Start of INPUT RECORDS

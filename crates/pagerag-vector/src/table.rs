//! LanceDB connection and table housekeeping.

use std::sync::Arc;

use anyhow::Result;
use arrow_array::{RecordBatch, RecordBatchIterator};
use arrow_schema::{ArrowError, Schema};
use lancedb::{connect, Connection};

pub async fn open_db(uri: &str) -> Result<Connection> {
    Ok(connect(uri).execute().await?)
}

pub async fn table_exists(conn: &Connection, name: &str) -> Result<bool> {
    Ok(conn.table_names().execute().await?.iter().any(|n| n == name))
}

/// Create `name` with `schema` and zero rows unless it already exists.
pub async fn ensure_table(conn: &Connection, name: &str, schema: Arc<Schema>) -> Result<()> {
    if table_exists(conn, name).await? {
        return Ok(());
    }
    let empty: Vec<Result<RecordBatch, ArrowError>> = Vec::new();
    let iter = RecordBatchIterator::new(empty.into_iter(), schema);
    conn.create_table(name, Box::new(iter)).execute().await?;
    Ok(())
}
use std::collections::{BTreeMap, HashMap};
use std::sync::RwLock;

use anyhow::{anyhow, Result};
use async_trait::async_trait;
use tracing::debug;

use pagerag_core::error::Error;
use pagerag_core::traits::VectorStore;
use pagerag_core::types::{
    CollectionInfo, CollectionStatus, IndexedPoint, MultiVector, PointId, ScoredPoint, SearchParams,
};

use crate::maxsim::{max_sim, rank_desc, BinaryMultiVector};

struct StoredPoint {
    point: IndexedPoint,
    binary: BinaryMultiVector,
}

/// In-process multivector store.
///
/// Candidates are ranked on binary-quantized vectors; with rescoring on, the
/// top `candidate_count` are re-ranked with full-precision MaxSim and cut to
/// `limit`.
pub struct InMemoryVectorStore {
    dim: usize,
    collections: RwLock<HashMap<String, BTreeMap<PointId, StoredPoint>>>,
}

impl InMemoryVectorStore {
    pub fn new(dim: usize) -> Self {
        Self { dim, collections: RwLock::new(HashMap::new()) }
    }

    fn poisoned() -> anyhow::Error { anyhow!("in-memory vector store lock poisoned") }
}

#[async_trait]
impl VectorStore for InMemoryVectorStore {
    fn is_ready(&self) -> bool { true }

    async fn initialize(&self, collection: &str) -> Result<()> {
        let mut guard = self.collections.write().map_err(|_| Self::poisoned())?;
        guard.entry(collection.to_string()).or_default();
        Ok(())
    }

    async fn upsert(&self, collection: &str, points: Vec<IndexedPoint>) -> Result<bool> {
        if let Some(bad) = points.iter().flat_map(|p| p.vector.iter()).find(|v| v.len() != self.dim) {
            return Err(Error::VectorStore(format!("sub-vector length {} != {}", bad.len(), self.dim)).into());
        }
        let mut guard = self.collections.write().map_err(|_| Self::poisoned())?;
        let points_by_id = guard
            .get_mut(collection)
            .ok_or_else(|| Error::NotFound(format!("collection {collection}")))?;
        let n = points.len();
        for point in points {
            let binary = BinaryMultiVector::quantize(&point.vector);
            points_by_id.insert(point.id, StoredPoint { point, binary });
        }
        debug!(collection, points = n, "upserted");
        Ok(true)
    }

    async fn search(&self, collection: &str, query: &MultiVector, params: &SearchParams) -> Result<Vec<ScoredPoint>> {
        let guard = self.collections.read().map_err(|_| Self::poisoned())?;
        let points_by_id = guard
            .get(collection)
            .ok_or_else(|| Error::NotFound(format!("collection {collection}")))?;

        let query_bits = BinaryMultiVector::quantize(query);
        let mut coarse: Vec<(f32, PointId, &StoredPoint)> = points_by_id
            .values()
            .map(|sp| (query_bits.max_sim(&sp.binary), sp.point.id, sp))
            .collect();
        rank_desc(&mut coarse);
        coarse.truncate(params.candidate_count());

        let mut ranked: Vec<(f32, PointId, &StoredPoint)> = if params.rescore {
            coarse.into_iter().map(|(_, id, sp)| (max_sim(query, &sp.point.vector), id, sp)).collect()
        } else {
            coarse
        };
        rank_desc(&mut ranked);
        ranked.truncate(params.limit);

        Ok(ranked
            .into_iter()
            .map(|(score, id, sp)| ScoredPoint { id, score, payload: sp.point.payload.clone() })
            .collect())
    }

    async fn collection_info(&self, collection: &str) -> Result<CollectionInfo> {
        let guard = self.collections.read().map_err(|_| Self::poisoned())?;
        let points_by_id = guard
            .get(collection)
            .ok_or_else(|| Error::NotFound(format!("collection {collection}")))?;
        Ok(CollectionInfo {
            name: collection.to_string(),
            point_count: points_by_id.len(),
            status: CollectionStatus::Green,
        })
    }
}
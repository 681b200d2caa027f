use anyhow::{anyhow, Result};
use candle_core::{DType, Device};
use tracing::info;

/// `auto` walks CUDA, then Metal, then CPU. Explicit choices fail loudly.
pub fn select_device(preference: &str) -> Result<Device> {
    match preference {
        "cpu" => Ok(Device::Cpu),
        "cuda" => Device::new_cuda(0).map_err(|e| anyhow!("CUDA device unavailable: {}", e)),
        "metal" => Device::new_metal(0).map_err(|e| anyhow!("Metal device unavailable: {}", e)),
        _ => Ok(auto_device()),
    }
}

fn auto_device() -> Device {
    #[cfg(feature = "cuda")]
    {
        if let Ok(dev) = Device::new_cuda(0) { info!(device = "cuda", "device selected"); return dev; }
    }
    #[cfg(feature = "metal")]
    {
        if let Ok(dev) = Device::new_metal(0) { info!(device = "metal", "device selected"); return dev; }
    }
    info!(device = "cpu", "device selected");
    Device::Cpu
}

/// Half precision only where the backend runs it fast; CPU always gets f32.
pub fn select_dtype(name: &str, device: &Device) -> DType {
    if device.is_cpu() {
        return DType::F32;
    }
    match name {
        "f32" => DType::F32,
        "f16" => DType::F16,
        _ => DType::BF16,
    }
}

End of INPUT RECORDS

* **ASSIGNED TASK**: Print all of the data exactly as it was given.

* **RESPONSE TO THE TASK**:
filename crates/pagerag-vector/src/table.rs
//! LanceDB connection and table housekeeping.

use std::sync::Arc;

use anyhow::Result;
use arrow_array::{RecordBatch, RecordBatchIterator};
use arrow_schema::{ArrowError, Schema};
use lancedb::{connect, Connection};

pub async fn open_db(uri: &str) -> Result<Connection> {
    Ok(connect(uri).execute().await?)
}

pub async fn table_exists(conn: &Connection, name: &str) -> Result<bool> {
    Ok(conn.table_names().execute().await?.iter().any(|n| n == name))
}

/// Create `name` with `schema` and zero rows unless it already exists.
pub async fn ensure_table(conn: &Connection, name: &str, schema: Arc<Schema>) -> Result<()> {
    if table_exists(conn, name).await? {
        return Ok(());
    }
    let empty: Vec<Result<RecordBatch, ArrowError>> = Vec::new();
    let iter = RecordBatchIterator::new(empty.into_iter(), schema);
    conn.create_table(name, Box::new(iter)).execute().await?;
    Ok(())
}
use std::collections::{BTreeMap, HashMap};
use std::sync::RwLock;

use anyhow::{anyhow, Result};
use async_trait::async_trait;
use tracing::debug;

use pagerag_core::error::Error;
use pagerag_core::traits::VectorStore;
use pagerag_core::types::{
    CollectionInfo, CollectionStatus, IndexedPoint, MultiVector, PointId, ScoredPoint, SearchParams,
};

use crate::maxsim::{max_sim, rank_desc, BinaryMultiVector};

struct StoredPoint {
    point: IndexedPoint,
    binary: BinaryMultiVector,
}

/// In-process multivector store.
///
/// Candidates are ranked on binary-quantized vectors; with rescoring on, the
/// top `candidate_count` are re-ranked with full-precision MaxSim and cut to
/// `limit`.
pub struct InMemoryVectorStore {
    dim: usize,
    collections: RwLock<HashMap<String, BTreeMap<PointId, StoredPoint>>>,
}

impl InMemoryVectorStore {
    pub fn new(dim: usize) -> Self {
        Self { dim, collections: RwLock::new(HashMap::new()) }
    }

    fn poisoned() -> anyhow::Error { anyhow!("in-memory vector store lock poisoned") }
}

#[async_trait]
impl VectorStore for InMemoryVectorStore {
    fn is_ready(&self) -> bool { true }

    async fn initialize(&self, collection: &str) -> Result<()> {
        let mut guard = self.collections.write().map_err(|_| Self::poisoned())?;
        guard.entry(collection.to_string()).or_default();
        Ok(())
    }

    async fn upsert(&self, collection: &str, points: Vec<IndexedPoint>) -> Result<bool> {
        if let Some(bad) = points.iter().flat_map(|p| p.vector.iter()).find(|v| v.len() != self.dim) {
            return Err(Error::VectorStore(format!("sub-vector length {} != {}", bad.len(), self.dim)).into());
        }
        let mut guard = self.collections.write().map_err(|_| Self::poisoned())?;
        let points_by_id = guard
            .get_mut(collection)
            .ok_or_else(|| Error::NotFound(format!("collection {collection}")))?;
        let n = points.len();
        for point in points {
            let binary = BinaryMultiVector::quantize(&point.vector);
            points_by_id.insert(point.id, StoredPoint { point, binary });
        }
        debug!(collection, points = n, "upserted");
        Ok(true)
    }

    async fn search(&self, collection: &str, query: &MultiVector, params: &SearchParams) -> Result<Vec<ScoredPoint>> {
        let guard = self.collections.read().map_err(|_| Self::poisoned())?;
        let points_by_id = guard
            .get(collection)
            .ok_or_else(|| Error::NotFound(format!("collection {collection}")))?;

        let query_bits = BinaryMultiVector::quantize(query);
        let mut coarse: Vec<(f32, PointId, &StoredPoint)> = points_by_id
            .values()
            .map(|sp| (query_bits.max_sim(&sp.binary), sp.point.id, sp))
            .collect();
        rank_desc(&mut coarse);
        coarse.truncate(params.candidate_count());

        let mut ranked: Vec<(f32, PointId, &StoredPoint)> = if params.rescore {
            coarse.into_iter().map(|(_, id, sp)| (max_sim(query, &sp.point.vector), id, sp)).collect()
        } else {
            coarse
        };
        rank_desc(&mut ranked);
        ranked.truncate(params.limit);

        Ok(ranked
            .into_iter()
            .map(|(score, id, sp)| ScoredPoint { id, score, payload: sp.point.payload.clone() })
            .collect())
    }

    async fn collection_info(&self, collection: &str) -> Result<CollectionInfo> {
        let guard = self.collections.read().map_err(|_| Self::poisoned())?;
        let points_by_id = guard
            .get(collection)
            .ok_or_else(|| Error::NotFound(format!("collection {collection}")))?;
        Ok(CollectionInfo {
            name: collection.to_string(),
            point_count: points_by_id.len(),
            status: CollectionStatus::Green,
        })
    }
}
repository 681b200d2caa027f
use anyhow::{anyhow, Result};
use candle_core::{DType, Device};
use tracing::info;

/// `auto` walks CUDA, then Metal, then CPU. Explicit choices fail loudly.
pub fn select_device(preference: &str) -> Result<Device> {
    match preference {
        "cpu" => Ok(Device::Cpu),
        "cuda" => Device::new_cuda(0).map_err(|e| anyhow!("CUDA device unavailable: {}", e)),
        "metal" => Device::new_metal(0).map_err(|e| anyhow!("Metal device unavailable: {}", e)),
        _ => Ok(auto_device()),
    }
}

fn auto_device() -> Device {
    #[cfg(feature = "cuda")]
    {
        if let Ok(dev) = Device::new_cuda(0) { info!(device = "cuda", "device selected"); return dev; }
    }
    #[cfg(feature = "metal")]
    {
        if let Ok(dev) = Device::new_metal(0) { info!(device = "metal", "device selected"); return dev; }
    }
    info!(device = "cpu", "device selected");
    Device::Cpu
}

/// Half precision only where the backend runs it fast; CPU always gets f32.
pub fn select_dtype(name: &str, device: &Device) -> DType {
    if device.is_cpu() {
        return DType::F32;
    }
    match name {
        "f32" => DType::F32,
        "f16" => DType::F16,
        _ => DType::BF16,
    }
}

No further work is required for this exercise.